EXERCISE. If a line of the material holds the string "kinds", it counts; report the number of such lines alone.

(INFORMATION GIVEN)

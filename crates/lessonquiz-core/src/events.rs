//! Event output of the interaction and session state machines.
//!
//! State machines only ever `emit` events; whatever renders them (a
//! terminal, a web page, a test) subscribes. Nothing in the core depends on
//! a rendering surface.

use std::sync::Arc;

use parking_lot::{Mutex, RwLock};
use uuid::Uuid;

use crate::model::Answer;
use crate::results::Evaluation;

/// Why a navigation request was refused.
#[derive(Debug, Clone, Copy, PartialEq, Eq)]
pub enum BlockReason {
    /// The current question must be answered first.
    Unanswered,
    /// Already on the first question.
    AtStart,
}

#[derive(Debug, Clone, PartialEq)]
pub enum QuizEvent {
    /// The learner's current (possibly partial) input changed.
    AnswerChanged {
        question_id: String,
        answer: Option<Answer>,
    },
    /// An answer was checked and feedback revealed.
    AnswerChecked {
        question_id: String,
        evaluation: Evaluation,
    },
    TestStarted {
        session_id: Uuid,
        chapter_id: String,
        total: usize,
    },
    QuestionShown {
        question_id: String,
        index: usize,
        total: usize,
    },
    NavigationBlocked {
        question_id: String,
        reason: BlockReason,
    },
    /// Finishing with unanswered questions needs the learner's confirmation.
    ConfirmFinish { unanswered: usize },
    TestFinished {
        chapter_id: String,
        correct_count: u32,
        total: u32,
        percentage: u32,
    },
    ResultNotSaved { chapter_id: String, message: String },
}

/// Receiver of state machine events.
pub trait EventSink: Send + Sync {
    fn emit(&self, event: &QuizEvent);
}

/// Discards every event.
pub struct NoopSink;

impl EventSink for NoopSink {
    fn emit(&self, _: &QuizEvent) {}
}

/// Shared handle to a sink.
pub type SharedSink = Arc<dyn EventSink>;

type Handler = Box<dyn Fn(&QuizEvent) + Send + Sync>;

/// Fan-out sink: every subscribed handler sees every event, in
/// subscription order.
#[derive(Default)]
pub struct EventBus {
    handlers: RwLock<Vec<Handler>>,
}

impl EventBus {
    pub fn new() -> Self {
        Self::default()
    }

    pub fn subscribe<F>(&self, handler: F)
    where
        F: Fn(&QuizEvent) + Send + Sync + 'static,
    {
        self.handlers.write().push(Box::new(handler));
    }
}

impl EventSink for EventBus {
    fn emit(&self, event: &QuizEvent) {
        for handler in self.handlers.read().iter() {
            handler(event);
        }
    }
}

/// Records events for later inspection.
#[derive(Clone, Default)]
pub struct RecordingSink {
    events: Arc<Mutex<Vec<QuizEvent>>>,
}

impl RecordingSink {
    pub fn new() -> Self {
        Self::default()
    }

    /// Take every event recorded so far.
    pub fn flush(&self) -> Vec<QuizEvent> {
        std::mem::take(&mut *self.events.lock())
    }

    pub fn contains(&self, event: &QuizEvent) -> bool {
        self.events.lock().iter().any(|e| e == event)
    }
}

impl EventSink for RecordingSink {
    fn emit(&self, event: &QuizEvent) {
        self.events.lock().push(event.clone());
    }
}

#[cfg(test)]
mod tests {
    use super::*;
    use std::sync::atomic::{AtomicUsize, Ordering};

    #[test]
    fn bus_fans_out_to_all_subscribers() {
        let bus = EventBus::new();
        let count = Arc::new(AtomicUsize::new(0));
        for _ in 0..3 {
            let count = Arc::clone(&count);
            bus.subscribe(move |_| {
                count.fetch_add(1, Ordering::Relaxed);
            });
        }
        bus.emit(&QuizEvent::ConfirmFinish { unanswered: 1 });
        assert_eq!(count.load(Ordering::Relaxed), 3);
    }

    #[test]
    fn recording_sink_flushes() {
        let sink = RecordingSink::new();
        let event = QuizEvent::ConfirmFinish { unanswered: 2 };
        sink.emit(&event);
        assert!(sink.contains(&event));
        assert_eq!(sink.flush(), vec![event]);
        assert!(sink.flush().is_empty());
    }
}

(End INFORMATION GIVEN)
(INFORMATION GIVEN)

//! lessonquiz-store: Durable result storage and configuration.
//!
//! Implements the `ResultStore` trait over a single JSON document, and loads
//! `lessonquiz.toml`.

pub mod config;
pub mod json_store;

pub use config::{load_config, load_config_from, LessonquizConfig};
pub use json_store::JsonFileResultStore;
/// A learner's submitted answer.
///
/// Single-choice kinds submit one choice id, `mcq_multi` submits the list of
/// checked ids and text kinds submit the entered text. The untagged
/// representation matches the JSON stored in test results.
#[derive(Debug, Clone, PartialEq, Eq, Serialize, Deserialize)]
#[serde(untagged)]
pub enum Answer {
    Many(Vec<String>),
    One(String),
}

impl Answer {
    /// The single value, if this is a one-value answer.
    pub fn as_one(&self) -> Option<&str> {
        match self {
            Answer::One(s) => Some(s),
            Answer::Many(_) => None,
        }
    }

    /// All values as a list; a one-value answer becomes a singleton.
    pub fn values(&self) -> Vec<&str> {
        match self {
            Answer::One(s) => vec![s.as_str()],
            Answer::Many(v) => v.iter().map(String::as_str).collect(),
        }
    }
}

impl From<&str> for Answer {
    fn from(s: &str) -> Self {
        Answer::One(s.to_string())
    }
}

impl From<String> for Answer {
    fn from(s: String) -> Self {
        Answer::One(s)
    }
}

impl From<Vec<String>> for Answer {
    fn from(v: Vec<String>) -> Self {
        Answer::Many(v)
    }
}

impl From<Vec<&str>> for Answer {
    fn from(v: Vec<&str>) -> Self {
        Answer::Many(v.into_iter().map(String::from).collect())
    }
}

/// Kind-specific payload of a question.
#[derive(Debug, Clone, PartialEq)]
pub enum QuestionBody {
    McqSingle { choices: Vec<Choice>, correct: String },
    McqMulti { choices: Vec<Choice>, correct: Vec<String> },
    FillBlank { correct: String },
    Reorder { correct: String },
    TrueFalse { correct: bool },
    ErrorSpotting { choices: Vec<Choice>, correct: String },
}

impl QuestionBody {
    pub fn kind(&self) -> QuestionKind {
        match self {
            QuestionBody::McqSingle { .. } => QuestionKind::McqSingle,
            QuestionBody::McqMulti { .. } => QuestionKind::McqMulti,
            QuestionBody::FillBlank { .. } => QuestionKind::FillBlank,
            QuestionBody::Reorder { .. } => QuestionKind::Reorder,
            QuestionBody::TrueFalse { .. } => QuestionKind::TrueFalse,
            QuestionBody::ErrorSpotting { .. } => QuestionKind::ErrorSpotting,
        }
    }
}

(End INFORMATION GIVEN)

ANSWER BOX. 2